Era agosto, e faceva un caldo che neanche ve lo voglio dire.
Avevo vent’anni, e stavo facendo l’amore quando all’improvviso un forte botto in lontananza ha fatto tremare la finestra della mia stanza.
Ricordo la sorpresa e lo spavento che provai in quell’istante, continuare ad amare era impossibile.
Nudo com’ero, mi avvicinai alla finestra, e vidi una densa colonna di fumo nero che si alzava, a occhio e croce dalle parti della stazione.

“Amore, deve essere successo qualcosa di grosso in stazione, si vede il fumo da qui.”
Si alzò dal letto e si mise affianco a me alla finestra.
“Vestiamoci e andiamo a vedere.”
In strada c’era un macello.

In molti correvano, per il viale le macchine della polizia e le ambulanze sfrecciavano velocissime, squarciando l’aria con il suono delle sirene.
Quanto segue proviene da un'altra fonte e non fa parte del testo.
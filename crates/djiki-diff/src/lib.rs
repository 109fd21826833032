#![warn(missing_docs)]

//! Diff engine for djiki
//!
//! Computes human-readable diffs between revisions and builds
//! context-anchored patches that can be applied to text that has drifted
//! since the patch was made. Nothing in this crate fails on content: every
//! function is total over arbitrary input.

mod cleanup;
pub mod config;
pub mod diff;
mod matcher;
pub mod models;
pub mod patch;

// Re-export public API
pub use config::DiffConfig;
pub use diff::DiffEngine;
pub use models::{DiffOp, DiffResult, DiffSpan, DiffStats};
pub use patch::{Hunk, Patch, PatchResult};
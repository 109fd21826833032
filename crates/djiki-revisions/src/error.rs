//! Error types for coordinator configuration

use std::path::PathBuf;

use thiserror::Error;

/// Errors that can occur while loading configuration
#[derive(Debug, Error)]
pub enum ConfigError {
    /// Config file could not be read
    #[error("Failed to read config file {path}: {source}")]
    Io {
        /// File that failed
        path: PathBuf,
        /// Underlying IO error
        #[source]
        source: std::io::Error,
    },

    /// Config text is not valid TOML for the expected layout
    #[error("Failed to parse config: {0}")]
    Parse(#[from] toml::de::Error),
}

impl ConfigError {
    /// Create an Io error with the file path
    pub fn io(path: impl Into<PathBuf>, source: std::io::Error) -> Self {
        Self::Io {
            path: path.into(),
            source,
        }
    }
}

/// Result type alias for configuration loading
pub type ConfigResult<T> = Result<T, ConfigError>;
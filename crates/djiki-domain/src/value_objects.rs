//! Value objects representing immutable domain concepts

use std::fmt;
use std::hash::{Hash, Hasher};

use serde::{Deserialize, Serialize};

use crate::errors::{DomainError, DomainResult};
use crate::ports::TitleNormalizer;

/// Revision identifier - a UUID-based identifier
#[derive(Debug, Clone, Copy, PartialEq, Eq, Hash, Serialize, Deserialize)]
pub struct RevisionId(uuid::Uuid);

impl RevisionId {
    /// Generate a new random revision ID
    pub fn new() -> Self {
        Self(uuid::Uuid::new_v4())
    }

    /// Create from string representation
    pub fn from_string(s: &str) -> Result<Self, uuid::Error> {
        Ok(Self(uuid::Uuid::parse_str(s)?))
    }
}

impl fmt::Display for RevisionId {
    fn fmt(&self, f: &mut fmt::Formatter<'_>) -> fmt::Result {
        write!(f, "{}", self.0)
    }
}

impl Default for RevisionId {
    fn default() -> Self {
        Self::new()
    }
}

/// Kind of content entity
#[derive(Debug, Clone, Copy, PartialEq, Eq, Hash, Serialize, Deserialize)]
#[serde(rename_all = "lowercase")]
pub enum EntityKind {
    /// Wiki page with text revisions
    Page,
    /// Uploaded image with binary revisions
    Image,
}

impl fmt::Display for EntityKind {
    fn fmt(&self, f: &mut fmt::Formatter<'_>) -> fmt::Result {
        match self {
            EntityKind::Page => write!(f, "page"),
            EntityKind::Image => write!(f, "image"),
        }
    }
}

/// Normalized entity name
///
/// Holds both the URL slug and the display title. Two names are equal when
/// their slugs match case-insensitively.
#[derive(Debug, Clone, Serialize, Deserialize)]
pub struct EntityName {
    slug: String,
    title: String,
}

impl EntityName {
    /// Normalize a raw title or slug into an entity name
    pub fn new(raw: &str, normalizer: &dyn TitleNormalizer) -> DomainResult<Self> {
        let slug = normalizer.urlize(raw);
        if slug.is_empty() {
            return Err(DomainError::InvalidName {
                name: raw.to_string(),
                reason: "name is empty after normalization".to_string(),
            });
        }
        let title = normalizer.deurlize(&slug);
        Ok(Self { slug, title })
    }

    /// URL-safe form
    pub fn slug(&self) -> &str {
        &self.slug
    }

    /// Human-readable form
    pub fn title(&self) -> &str {
        &self.title
    }

    fn folded(&self) -> String {
        self.slug.to_lowercase()
    }
}

impl PartialEq for EntityName {
    fn eq(&self, other: &Self) -> bool {
        self.folded() == other.folded()
    }
}

impl Eq for EntityName {}

impl Hash for EntityName {
    fn hash<H: Hasher>(&self, state: &mut H) {
        self.folded().hash(state);
    }
}

impl fmt::Display for EntityName {
    fn fmt(&self, f: &mut fmt::Formatter<'_>) -> fmt::Result {
        write!(f, "{}", self.slug)
    }
}

/// Unique key of a content entity
#[derive(Debug, Clone, PartialEq, Eq, Hash, Serialize, Deserialize)]
pub struct EntityKey {
    /// Page or image
    pub kind: EntityKind,
    /// Normalized name
    pub name: EntityName,
}

impl EntityKey {
    /// Create a key from an already normalized name
    pub fn new(kind: EntityKind, name: EntityName) -> Self {
        Self { kind, name }
    }

    /// Key for a page
    pub fn page(name: EntityName) -> Self {
        Self::new(EntityKind::Page, name)
    }

    /// Key for an image
    pub fn image(name: EntityName) -> Self {
        Self::new(EntityKind::Image, name)
    }
}

impl fmt::Display for EntityKey {
    fn fmt(&self, f: &mut fmt::Formatter<'_>) -> fmt::Result {
        write!(f, "{}:{}", self.kind, self.name)
    }
}
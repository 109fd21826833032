//! Diff generation and fuzzy patch application

use similar::{Algorithm, ChangeTag, TextDiff};
use tracing::debug;

use crate::cleanup::{
    cleanup_efficiency, cleanup_merge, cleanup_semantic, levenshtein, x_index, x_index_before,
};
use crate::config::DiffConfig;
use crate::matcher::{find_from, rfind_upto, Matcher};
use crate::models::{char_len, push_span, DiffOp, DiffResult, DiffSpan};
use crate::patch::{Hunk, Patch, PatchResult};

/// Computes diffs and builds/applies patches between revisions
#[derive(Debug, Clone)]
pub struct DiffEngine {
    config: DiffConfig,
}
Ci mettemmo a correre anche noi.
In stazione era l’inferno, macerie e polvere, e sangue.
Strinsi la mano alla persona che amavo in tutto quell’assurdo disordine. Non l’avrei più lasciata.
Restammo tutto il giorno lì, ad aiutare i feriti e i soccorritori, a sudare, a piangere e ad amarci. In mezzo alla morte e alla disperazione, noi ci amavamo.
Non so bene cosa mi spinse a prendere la decisione più importante della mia vita, quale fu la molla che mi fece scattare sull’attenti davanti al tricolore mentre giuravo fedeltà alla Repubblica, né cosa mi spinse a laurearmi in legge.

Non me lo so spiegare nemmeno ora, che ormai sono vecchio, e di tempo per pensare al passato ne ho avuto davvero molto; ancora oggi non so se decisi di fare lo sbirro per soddisfare il desiderio di trovare i colpevoli e sbatterli in galera, oppure perché in fondo, speravo che qualche comunista come me mi sparasse e mi facesse sparire per sempre da questo mondo in cui non mi sono mai, nemmeno per un momento, sentito accettato.
Nessun compagno mi ha mai fatto questo piacere, e dunque ora sono qui, vecchio e forse, nonostante l’amore di chi mi ha sempre amato, solo.
Sono solo perché l’amore, dopo la passione travolgente, si è trasformato in un mucchio di mutande e calzini sporchi, di bollette e conti da fare alla fine del mese, di silenzi interminabili; il mio amore si è lentamente trasformato in una piatta e fredda monotonia, non ho mai avuto la gioia di essere padre.
Dopo la nomina a commissario mi hanno trasferito in questa città orribile, tanto lontana dalla mia Emilia, dai suoi profumi, dalla sua campagna sterminata, dal profumo della notte e del vino, e così tanto simile ad un formicaio brulicante di una vuota operosità, fatto solo di cemento e ferro.
Ecco, d’ora in poi questa città la chiamerò semplicemente Formicaio, perché formiche sono i suoi abitanti ed è governata da una gigantesca formica, impegnata a divorare tutta la ricchezza che qui viene prodotta.

A questo punto, non ha nemmeno senso presentarmi, chiamatemi Ismaele.
Oggi sono ben lontani i tempi delle investigazioni per cercare di arginare l’azione dei terroristi, e forse, mi accorgo solo ora, quella vita frenetica era la linfa che mi impediva di lasciarmi andare alla tristezza che oggi è diventata padrona di me e della mia vuota esistenza.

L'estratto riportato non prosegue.